'''
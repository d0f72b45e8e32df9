//! Placement geometry and hit testing for canvas objects.
//!
//! `left`/`top` name the object's origin point; the box extends from there
//! according to `origin_x`/`origin_y`. Lines, paths and SVG parts carry
//! their own coordinates, which are shifted so their bounding box lands on
//! the placed box.

use crate::model::{DrawableObject, ObjectKind, OriginX, OriginY, points_bounds};
use kurbo::{BezPath, Circle, Ellipse, Line, ParamCurveNearest, Point, Rect, Shape, Vec2};

/// Minimum distance (canvas units) at which a thin stroke still counts as hit.
const STROKE_TOLERANCE: f64 = 3.0;

/// The object's placed bounding box.
pub fn object_bounds(obj: &DrawableObject) -> Rect {
    let (w, h) = obj.size();
    let x0 = match obj.origin_x {
        OriginX::Left => obj.left,
        OriginX::Center => obj.left - w / 2.0,
        OriginX::Right => obj.left - w,
    };
    let y0 = match obj.origin_y {
        OriginY::Top => obj.top,
        OriginY::Center => obj.top - h / 2.0,
        OriginY::Bottom => obj.top - h,
    };
    Rect::new(x0, y0, x0 + w, y0 + h)
}

/// Offset from an object's own coordinates to canvas coordinates.
/// Zero for kinds that are defined purely by their box.
pub fn placement_offset(obj: &DrawableObject) -> Vec2 {
    let native_origin = match &obj.kind {
        ObjectKind::Line { x1, y1, x2, y2 } => Point::new(x1.min(*x2), y1.min(*y2)),
        ObjectKind::Path { points } => {
            let (min_x, min_y, _, _) = points_bounds(points);
            Point::new(min_x, min_y)
        }
        ObjectKind::Svg { shape } => shape.bounds().origin(),
        _ => return Vec2::ZERO,
    };
    object_bounds(obj).origin() - native_origin
}

/// Whether `point` falls on the object.
pub fn contains(obj: &DrawableObject, point: Point) -> bool {
    let bounds = object_bounds(obj);
    let tolerance = obj
        .stroke_width
        .map_or(STROKE_TOLERANCE, |w| (w / 2.0).max(STROKE_TOLERANCE));
    let offset = placement_offset(obj);

    match &obj.kind {
        ObjectKind::Circle { radius } => Circle::new(bounds.center(), *radius).contains(point),
        ObjectKind::Ellipse { rx, ry } => {
            Ellipse::new(bounds.center(), Vec2::new(*rx, *ry), 0.0).contains(point)
        }
        ObjectKind::Triangle { .. } => {
            let mut path = BezPath::new();
            path.move_to((bounds.center().x, bounds.y0));
            path.line_to((bounds.x1, bounds.y1));
            path.line_to((bounds.x0, bounds.y1));
            path.close_path();
            path.contains(point)
        }
        ObjectKind::Line { x1, y1, x2, y2 } => {
            let line = Line::new(Point::new(*x1, *y1) + offset, Point::new(*x2, *y2) + offset);
            distance_to_line(line, point) <= tolerance
        }
        ObjectKind::Path { points } => match points.as_slice() {
            [] => false,
            [only] => (Point::new(only.0, only.1) + offset).distance(point) <= tolerance,
            _ => points.windows(2).any(|pair| {
                let a = Point::new(pair[0].0, pair[0].1) + offset;
                let b = Point::new(pair[1].0, pair[1].1) + offset;
                let line = Line::new(a, b);
                distance_to_line(line, point) <= tolerance
            }),
        },
        _ => bounds.contains(point),
    }
}

fn distance_to_line(line: Line, point: Point) -> f64 {
    line.nearest(point, 1e-6).distance_sq.sqrt()
}

/// The topmost selectable object under `point`.
pub fn hit_test(objects: &[DrawableObject], point: Point) -> Option<&DrawableObject> {
    objects
        .iter()
        .rev()
        .find(|obj| obj.selectable && contains(obj, point))
}

#[cfg(test)]
mod tests {
    use super::*;

    fn selectable(kind: ObjectKind, left: f64, top: f64) -> DrawableObject {
        let mut obj = DrawableObject::new(kind, left, top);
        obj.selectable = true;
        obj
    }

    #[test]
    fn centered_origin_shifts_bounds() {
        let mut obj = DrawableObject::new(
            ObjectKind::Rect {
                width: 40.0,
                height: 20.0,
            },
            100.0,
            50.0,
        );
        obj.origin_x = OriginX::Center;
        obj.origin_y = OriginY::Center;
        assert_eq!(object_bounds(&obj), Rect::new(80.0, 40.0, 120.0, 60.0));
    }

    #[test]
    fn circle_excludes_box_corners() {
        let circle = selectable(ObjectKind::Circle { radius: 10.0 }, 0.0, 0.0);
        assert!(contains(&circle, Point::new(10.0, 10.0)));
        assert!(!contains(&circle, Point::new(1.0, 1.0)));
    }

    #[test]
    fn line_hit_uses_stroke_tolerance() {
        let line = selectable(
            ObjectKind::Line {
                x1: 0.0,
                y1: 0.0,
                x2: 100.0,
                y2: 0.0,
            },
            0.0,
            0.0,
        );
        assert!(contains(&line, Point::new(50.0, 2.0)));
        assert!(!contains(&line, Point::new(50.0, 10.0)));
    }

    #[test]
    fn moved_path_is_hit_at_new_position() {
        let path = selectable(
            ObjectKind::Path {
                points: vec![(0.0, 0.0), (20.0, 0.0)],
            },
            100.0,
            100.0,
        );
        assert!(contains(&path, Point::new(110.0, 100.0)));
        assert!(!contains(&path, Point::new(10.0, 0.0)));
    }

    #[test]
    fn hit_test_prefers_topmost_selectable() {
        let bottom = selectable(
            ObjectKind::Rect {
                width: 50.0,
                height: 50.0,
            },
            0.0,
            0.0,
        );
        let top = selectable(
            ObjectKind::Rect {
                width: 10.0,
                height: 10.0,
            },
            5.0,
            5.0,
        );
        let mut locked = DrawableObject::new(
            ObjectKind::Rect {
                width: 50.0,
                height: 50.0,
            },
            0.0,
            0.0,
        );
        locked.selectable = false;
        let objects = vec![bottom.clone(), top.clone(), locked];

        assert_eq!(hit_test(&objects, Point::new(8.0, 8.0)).map(|o| o.id), Some(top.id));
        assert_eq!(hit_test(&objects, Point::new(30.0, 30.0)).map(|o| o.id), Some(bottom.id));
        assert!(hit_test(&objects, Point::new(80.0, 80.0)).is_none());
    }
}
'''
■ **Exercise requirements**: Line for line, the material above should be repeated exactly.

■ **Task output**:
repository d0f72b45e8e32df9
//! Placement geometry and hit testing for canvas objects.
//!
//! `left`/`top` name the object's origin point; the box extends from there
//! according to `origin_x`/`origin_y`. Lines, paths and SVG parts carry
//! their own coordinates, which are shifted so their bounding box lands on
//! the placed box.

use crate::model::{DrawableObject, ObjectKind, OriginX, OriginY, points_bounds};
use kurbo::{BezPath, Circle, Ellipse, Line, ParamCurveNearest, Point, Rect, Shape, Vec2};

/// Minimum distance (canvas units) at which a thin stroke still counts as hit.
const STROKE_TOLERANCE: f64 = 3.0;

/// The object's placed bounding box.
pub fn object_bounds(obj: &DrawableObject) -> Rect {
    let (w, h) = obj.size();
    let x0 = match obj.origin_x {
        OriginX::Left => obj.left,
        OriginX::Center => obj.left - w / 2.0,
        OriginX::Right => obj.left - w,
    };
    let y0 = match obj.origin_y {
        OriginY::Top => obj.top,
        OriginY::Center => obj.top - h / 2.0,
        OriginY::Bottom => obj.top - h,
    };
    Rect::new(x0, y0, x0 + w, y0 + h)
}

/// Offset from an object's own coordinates to canvas coordinates.
/// Zero for kinds that are defined purely by their box.
pub fn placement_offset(obj: &DrawableObject) -> Vec2 {
    let native_origin = match &obj.kind {
        ObjectKind::Line { x1, y1, x2, y2 } => Point::new(x1.min(*x2), y1.min(*y2)),
        ObjectKind::Path { points } => {
            let (min_x, min_y, _, _) = points_bounds(points);
            Point::new(min_x, min_y)
        }
        ObjectKind::Svg { shape } => shape.bounds().origin(),
        _ => return Vec2::ZERO,
    };
    object_bounds(obj).origin() - native_origin
}

/// Whether `point` falls on the object.
pub fn contains(obj: &DrawableObject, point: Point) -> bool {
    let bounds = object_bounds(obj);
    let tolerance = obj
        .stroke_width
        .map_or(STROKE_TOLERANCE, |w| (w / 2.0).max(STROKE_TOLERANCE));
    let offset = placement_offset(obj);

    match &obj.kind {
        ObjectKind::Circle { radius } => Circle::new(bounds.center(), *radius).contains(point),
        ObjectKind::Ellipse { rx, ry } => {
            Ellipse::new(bounds.center(), Vec2::new(*rx, *ry), 0.0).contains(point)
        }
        ObjectKind::Triangle { .. } => {
            let mut path = BezPath::new();
            path.move_to((bounds.center().x, bounds.y0));
            path.line_to((bounds.x1, bounds.y1));
            path.line_to((bounds.x0, bounds.y1));
            path.close_path();
            path.contains(point)
        }
        ObjectKind::Line { x1, y1, x2, y2 } => {
            let line = Line::new(Point::new(*x1, *y1) + offset, Point::new(*x2, *y2) + offset);
            distance_to_line(line, point) <= tolerance
        }
        ObjectKind::Path { points } => match points.as_slice() {
            [] => false,
            [only] => (Point::new(only.0, only.1) + offset).distance(point) <= tolerance,
            _ => points.windows(2).any(|pair| {
                let a = Point::new(pair[0].0, pair[0].1) + offset;
                let b = Point::new(pair[1].0, pair[1].1) + offset;
                let line = Line::new(a, b);
                distance_to_line(line, point) <= tolerance
            }),
        },
        _ => bounds.contains(point),
    }
}

fn distance_to_line(line: Line, point: Point) -> f64 {
    line.nearest(point, 1e-6).distance_sq.sqrt()
}

/// The topmost selectable object under `point`.
pub fn hit_test(objects: &[DrawableObject], point: Point) -> Option<&DrawableObject> {
    objects
        .iter()
        .rev()
        .find(|obj| obj.selectable && contains(obj, point))
}

#[cfg(test)]
mod tests {
    use super::*;

    fn selectable(kind: ObjectKind, left: f64, top: f64) -> DrawableObject {
        let mut obj = DrawableObject::new(kind, left, top);
        obj.selectable = true;
        obj
    }

    #[test]
    fn centered_origin_shifts_bounds() {
        let mut obj = DrawableObject::new(
            ObjectKind::Rect {
                width: 40.0,
                height: 20.0,
            },
            100.0,
            50.0,
        );
        obj.origin_x = OriginX::Center;
        obj.origin_y = OriginY::Center;
        assert_eq!(object_bounds(&obj), Rect::new(80.0, 40.0, 120.0, 60.0));
    }

    #[test]
    fn circle_excludes_box_corners() {
        let circle = selectable(ObjectKind::Circle { radius: 10.0 }, 0.0, 0.0);
        assert!(contains(&circle, Point::new(10.0, 10.0)));
        assert!(!contains(&circle, Point::new(1.0, 1.0)));
    }

    #[test]
    fn line_hit_uses_stroke_tolerance() {
        let line = selectable(
            ObjectKind::Line {
                x1: 0.0,
                y1: 0.0,
                x2: 100.0,
                y2: 0.0,
            },
            0.0,
            0.0,
        );
        assert!(contains(&line, Point::new(50.0, 2.0)));
        assert!(!contains(&line, Point::new(50.0, 10.0)));
    }

    #[test]
    fn moved_path_is_hit_at_new_position() {
        let path = selectable(
            ObjectKind::Path {
                points: vec![(0.0, 0.0), (20.0, 0.0)],
            },
            100.0,
            100.0,
        );
        assert!(contains(&path, Point::new(110.0, 100.0)));
        assert!(!contains(&path, Point::new(10.0, 0.0)));
    }

    #[test]
    fn hit_test_prefers_topmost_selectable() {
        let bottom = selectable(
            ObjectKind::Rect {
                width: 50.0,
                height: 50.0,
            },
            0.0,
            0.0,
        );
        let top = selectable(
            ObjectKind::Rect {
                width: 10.0,
                height: 10.0,
            },
            5.0,
            5.0,
        );
        let mut locked = DrawableObject::new(
            ObjectKind::Rect {
                width: 50.0,
                height: 50.0,
            },
            0.0,
            0.0,
        );
        locked.selectable = false;
        let objects = vec![bottom.clone(), top.clone(), locked];

        assert_eq!(hit_test(&objects, Point::new(8.0, 8.0)).map(|o| o.id), Some(top.id));
        assert_eq!(hit_test(&objects, Point::new(30.0, 30.0)).map(|o| o.id), Some(bottom.id));
        assert!(hit_test(&objects, Point::new(80.0, 80.0)).is_none());
    }
}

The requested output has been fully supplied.